Refleksi atas Pemahaman Al-Qur’an dan Realitas Kehidupan Dewasa ini

Content Partner

DALAM sejarah peradaban manusia, periode Rasulullah Muhammad SAW dan para sahabatnya dianggap sebagai puncak kemuliaan umat manusia. Rasulullah bersabda bahwa sebaik-baik manusia adalah mereka yang hidup bersama beliau, mengarungi kehidupan dengan penuh keimanan dan ketundukan terhadap wahyu ilahi.

Pernyataan Rasulullah tersebut tidak hanya bersifat retorik, tetapi juga mengandung hikmah mendalam mengenai sifat utama yang membedakan masa Rasulullah dari era setelahnya.

Dalam dunia yang semakin terhubung melalui media informasi, objektivitas menjadi kunci dalam menilai kebenaran. Jika seseorang mendapatkan informasi yang utuh dan berpikir dengan jernih, niscaya ia akan sampai pada kesimpulan yang serupa dengan yang dipegang oleh para sahabat Rasulullah. Namun, ketika kesimpulan yang diambil berbeda, hal ini biasanya disebabkan oleh salah informasi, kurangnya konteks, atau cara berpikir yang rusak.

Rahasia di Balik Kemuliaan Masa Rasulullah

Banyak yang bertanya, apa rahasia di balik kemuliaan dan keberhasilan umat di masa Rasulullah? Mengapa dalam kurun waktu yang singkat, peradaban Islam berhasil memengaruhi dan menginspirasi dunia? Jawabannya terletak pada satu faktor utama, yaitu Al-Qur’an.

Al-Qur’an menjadi rujukan utama bagi setiap sikap, perilaku, dan keputusan yang diambil oleh Rasulullah dan para sahabat. Dengan bimbingan wahyu yang langsung dari Allah, mereka mampu menjalankan kehidupan dengan penuh kedisiplinan, ketundukan, dan keikhlasan yang luar biasa.

Namun, jika kita menelusuri lebih dalam, kita akan mendapati bahwa tidak hanya sekadar menghafal atau memahami Al-Qur’an secara tekstual yang membuat mereka unggul.

Pemahaman terhadap Al-Qur’an benar-benar mengakar dan memengaruhi tindakan mereka secara nyata.
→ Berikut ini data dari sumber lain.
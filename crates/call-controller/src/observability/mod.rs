//! Observability for the call controller.
//!
//! Logging uses `tracing` with `cc.<area>` targets. Instrumented functions use
//! `#[instrument(skip_all)]` and allow-list their fields, so message payloads
//! and credentials never reach the logs.
//!
//! # Metrics
//!
//! | Metric | Type | Labels | Purpose |
//! |--------|------|--------|---------|
//! | `cc_control_messages_published_total` | Counter | `type` | Outbound control messages |
//! | `cc_control_messages_received_total` | Counter | `type` | Inbound control messages |
//! | `cc_publish_failures_total` | Counter | none | Publishes the transport refused |
//! | `cc_channel_events_dropped_total` | Counter | none | Pub/sub deliveries dropped on a full queue |
//! | `cc_roster_size` | Gauge | none | Current roster size |
//! | `cc_dial_total` | Counter | `outcome` | Dial attempts |
//! | `cc_ice_fetch_duration_seconds` | Histogram | `status` | ICE credential fetch latency |
//! | `cc_actor_mailbox_depth` | Gauge | none | Controller backpressure |

pub mod metrics;

pub use metrics::{
    init_metrics_recorder, record_channel_event_dropped, record_control_published,
    record_control_received, record_dial, record_ice_fetch, record_publish_failure,
    set_mailbox_depth, set_roster_size,
};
Al-Qur’an bukan hanya menjadi bacaan atau teori, tetapi menjadi pedoman praktis yang diterapkan dalam setiap aspek kehidupan mereka.

Yang menarik untuk dicermati adalah kenyataan bahwa Al-Qur’an yang sama, yang menjadi sumber kemuliaan umat di masa Rasulullah, masih tetap ada hingga saat ini. Secara tekstual, tidak ada perubahan dalam Al-Qur’an dari masa ke masa. Namun, mengapa hasilnya berbeda? Mengapa pada zaman sekarang sulit untuk menemukan sosok pribadi yang mempesona dan memiliki kemuliaan seperti yang dicontohkan oleh Rasulullah dan para sahabat?
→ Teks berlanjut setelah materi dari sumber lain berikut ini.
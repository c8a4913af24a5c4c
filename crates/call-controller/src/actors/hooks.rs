//! Caller-registered callbacks.
//!
//! Each hook is a single slot: registering a callback replaces the previous
//! one. Hooks run on the controller task, so they must not block.

use crate::roster::Participant;
use crate::transport::{PresenceEvent, SessionRef};
use serde_json::Value;
use std::fmt;

pub type LifecycleHook = Box<dyn Fn() + Send + Sync>;
pub type SessionHook = Box<dyn Fn(&SessionRef) + Send + Sync>;
pub type ToggleHook = Box<dyn Fn(&Participant, bool) + Send + Sync>;
pub type StreamPresenceHook = Box<dyn Fn(&PresenceEvent) + Send + Sync>;
pub type StreamMessageHook = Box<dyn Fn(&Value) + Send + Sync>;

/// A callback to install in one of the hook slots.
pub enum Hook {
    /// Call transport is ready.
    Ready(LifecycleHook),
    /// Call transport cannot operate.
    Unable(LifecycleHook),
    /// A session opened or closed (fires after the roster update).
    Receive(SessionHook),
    /// A roster member toggled its video.
    VideoToggled(ToggleHook),
    /// A roster member toggled its audio.
    AudioToggled(ToggleHook),
    /// Presence change on the active stream channel.
    StreamPresence(StreamPresenceHook),
    /// Message published on the active stream channel.
    StreamMessage(StreamMessageHook),
}

impl Hook {
    #[must_use]
    pub const fn name(&self) -> &'static str {
        match self {
            Hook::Ready(_) => "ready",
            Hook::Unable(_) => "unable",
            Hook::Receive(_) => "receive",
            Hook::VideoToggled(_) => "video_toggled",
            Hook::AudioToggled(_) => "audio_toggled",
            Hook::StreamPresence(_) => "stream_presence",
            Hook::StreamMessage(_) => "stream_message",
        }
    }
}

impl fmt::Debug for Hook {
    fn fmt(&self, f: &mut fmt::Formatter<'_>) -> fmt::Result {
        f.debug_tuple("Hook").field(&self.name()).finish()
    }
}

/// The hook slots owned by the controller actor.
#[derive(Default)]
pub(crate) struct Hooks {
    ready: Option<LifecycleHook>,
    unable: Option<LifecycleHook>,
    receive: Option<SessionHook>,
    video_toggled: Option<ToggleHook>,
    audio_toggled: Option<ToggleHook>,
    stream_presence: Option<StreamPresenceHook>,
    stream_message: Option<StreamMessageHook>,
}

impl Hooks {
    /// Install `hook`, replacing any earlier registration for the same slot.
    pub(crate) fn register(&mut self, hook: Hook) {
        match hook {
            Hook::Ready(cb) => self.ready = Some(cb),
            Hook::Unable(cb) => self.unable = Some(cb),
            Hook::Receive(cb) => self.receive = Some(cb),
            Hook::VideoToggled(cb) => self.video_toggled = Some(cb),
            Hook::AudioToggled(cb) => self.audio_toggled = Some(cb),
            Hook::StreamPresence(cb) => self.stream_presence = Some(cb),
            Hook::StreamMessage(cb) => self.stream_message = Some(cb),
        }
    }

    pub(crate) fn ready(&self) {
        if let Some(cb) = &self.ready {
            cb();
        }
    }

    pub(crate) fn unable(&self) {
        if let Some(cb) = &self.unable {
            cb();
        }
    }

    pub(crate) fn receive(&self, session: &SessionRef) {
        if let Some(cb) = &self.receive {
            cb(session);
        }
    }

    pub(crate) fn video_toggled(&self, participant: &Participant, enabled: bool) {
        if let Some(cb) = &self.video_toggled {
            cb(participant, enabled);
        }
    }

    pub(crate) fn audio_toggled(&self, participant: &Participant, enabled: bool) {
        if let Some(cb) = &self.audio_toggled {
            cb(participant, enabled);
        }
    }

    pub(crate) fn stream_presence(&self, event: &PresenceEvent) {
        if let Some(cb) = &self.stream_presence {
            cb(event);
        }
    }

    pub(crate) fn stream_message(&self, payload: &Value) {
        if let Some(cb) = &self.stream_message {
            cb(payload);
        }
    }
}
Perbedaan hasil ini menimbulkan banyak pertanyaan bagi para ulama dan cendekiawan. Salah satunya, Ust. Abdullah Said, pendiri Hidayatullah, yang sering menyatakan kekhawatirannya terhadap perkembangan zaman.
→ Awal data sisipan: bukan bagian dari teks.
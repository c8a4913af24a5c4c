//! Message types for the controller actor.
//!
//! Requests use `tokio::sync::oneshot` for request-reply semantics.

use super::hooks::Hook;
use crate::errors::CallError;
use crate::protocol::Mode;
use crate::transport::SessionRef;
use serde_json::Value;
use tokio::sync::oneshot;

/// Messages sent to `CallControllerActor`.
#[derive(Debug)]
pub enum CallMessage {
    /// Fetch ICE servers, then dial `number`.
    Dial {
        number: String,
        respond_to: oneshot::Sender<Result<DialOutcome, CallError>>,
    },

    /// Hang up one peer, or everyone when `number` is `None`.
    Hangup {
        number: Option<String>,
        respond_to: oneshot::Sender<()>,
    },

    /// Flip local audio tracks; responds with the new enabled state.
    ToggleAudio { respond_to: oneshot::Sender<bool> },

    /// Flip local video tracks; responds with the new enabled state.
    ToggleVideo { respond_to: oneshot::Sender<bool> },

    /// Subscribe to a stream channel (own stream when `name` is `None`).
    ///
    /// `announce` also sends `userJoin` to the named stream owner.
    JoinStream {
        name: Option<String>,
        announce: bool,
        respond_to: oneshot::Sender<()>,
    },

    /// Unsubscribe from a stream channel (own stream when `name` is `None`).
    LeaveStream {
        name: Option<String>,
        respond_to: oneshot::Sender<()>,
    },

    /// Send application data (stream channel in oneway mode, data path otherwise).
    Send {
        message: Value,
        number: Option<String>,
        respond_to: oneshot::Sender<()>,
    },

    /// Install a callback, replacing any earlier one for the same slot.
    RegisterHook {
        hook: Hook,
        respond_to: oneshot::Sender<()>,
    },

    /// Snapshot of controller state.
    GetState { respond_to: oneshot::Sender<CallState> },
}

/// Result of a successful `dial`.
#[derive(Debug, Clone)]
pub enum DialOutcome {
    /// The call transport created a new session.
    Dialed(SessionRef),
    /// A session to that number already existed; nothing was sent.
    AlreadyConnected,
}

impl DialOutcome {
    #[must_use]
    pub fn is_dialed(&self) -> bool {
        matches!(self, DialOutcome::Dialed(_))
    }
}

/// Controller state snapshot.
#[derive(Debug, Clone, PartialEq, Eq)]
pub struct CallState {
    pub local_number: String,
    pub mode: Mode,
    /// Roster numbers in join order.
    pub roster: Vec<String>,
    /// Stream channel the controller is connected to, if any.
    pub stream_name: Option<String>,
}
Ia mencermati bahwa semakin jauh dari masa Rasulullah, semakin banyak terjadi kerusakan dalam tatanan kehidupan, dan semakin sulit untuk menemukan individu yang benar-benar menjadikan Al-Qur’an sebagai pedoman hidup.

Perubahan ini menimbulkan kekhawatiran, apakah umat manusia benar-benar masih memanfaatkan Al-Qur’an sebagai pedoman utama dalam kehidupan mereka?

Lima Model Manusia dalam Menyikapi Al-Qur’an

Dalam menyikapi Al-Qur’an, ada berbagai tipe manusia yang dapat kita amati. Berdasarkan analisis Ust. Abdullah Said, ada setidaknya lima model manusia dalam memandang dan memahami Al-Qur’an:

  1. Tidak Mau Tahu dengan Al-Qur’an
    Golongan ini adalah mereka yang tidak tertarik atau tidak peduli dengan Al-Qur’an. Mereka mungkin tidak memiliki waktu atau keinginan untuk mendalami ajaran Islam, sehingga Al-Qur’an hanya menjadi sekadar kitab yang tidak memengaruhi hidup mereka.
  2. Salah Paham terhadap Al-Qur’an (Sok Tahu)
    Tipe ini adalah mereka yang mengklaim memahami Al-Qur’an, namun pemahaman mereka sesungguhnya dangkal atau salah. Mereka mengartikan ayat-ayat secara keliru atau bahkan memanipulasi teks untuk mendukung pandangan pribadi yang sebenarnya bertentangan dengan nilai-nilai Islam.
  3. Tahu Al-Qur’an Tapi Tidak Mau Mengikutinya
    Sebagian orang memahami isi Al-Qur’an, namun enggan mengikuti ajarannya. Hal ini bisa terjadi karena alasan-alasan duniawi, seperti tekanan sosial, kenyamanan hidup, atau ketidakmauan untuk berkomitmen secara penuh terhadap ajaran agama.
  4. Mau Mengikuti Al-Qur’an Tapi Tidak Paham Cara Mengikutinya
    Ada juga mereka yang berkeinginan kuat untuk hidup sesuai dengan tuntunan Al-Qur’an, namun tidak memiliki bimbingan yang tepat. Tanpa panduan dari ulama yang kompeten atau lingkungan yang mendukung, mereka kesulitan untuk mengaplikasikan ajaran Al-Qur’an dalam kehidupan sehari-hari.
  5. Mengikuti Al-Qur’an Hanya Sebatas yang Bersesuaian dengan Keinginannya
    Golongan terakhir ini adalah mereka yang memilih untuk mengikuti sebagian ajaran Al-Qur’an yang sejalan dengan keinginan atau kepentingan mereka, namun mengabaikan bagian lain yang dianggap tidak sesuai dengan gaya hidup atau ambisi pribadi.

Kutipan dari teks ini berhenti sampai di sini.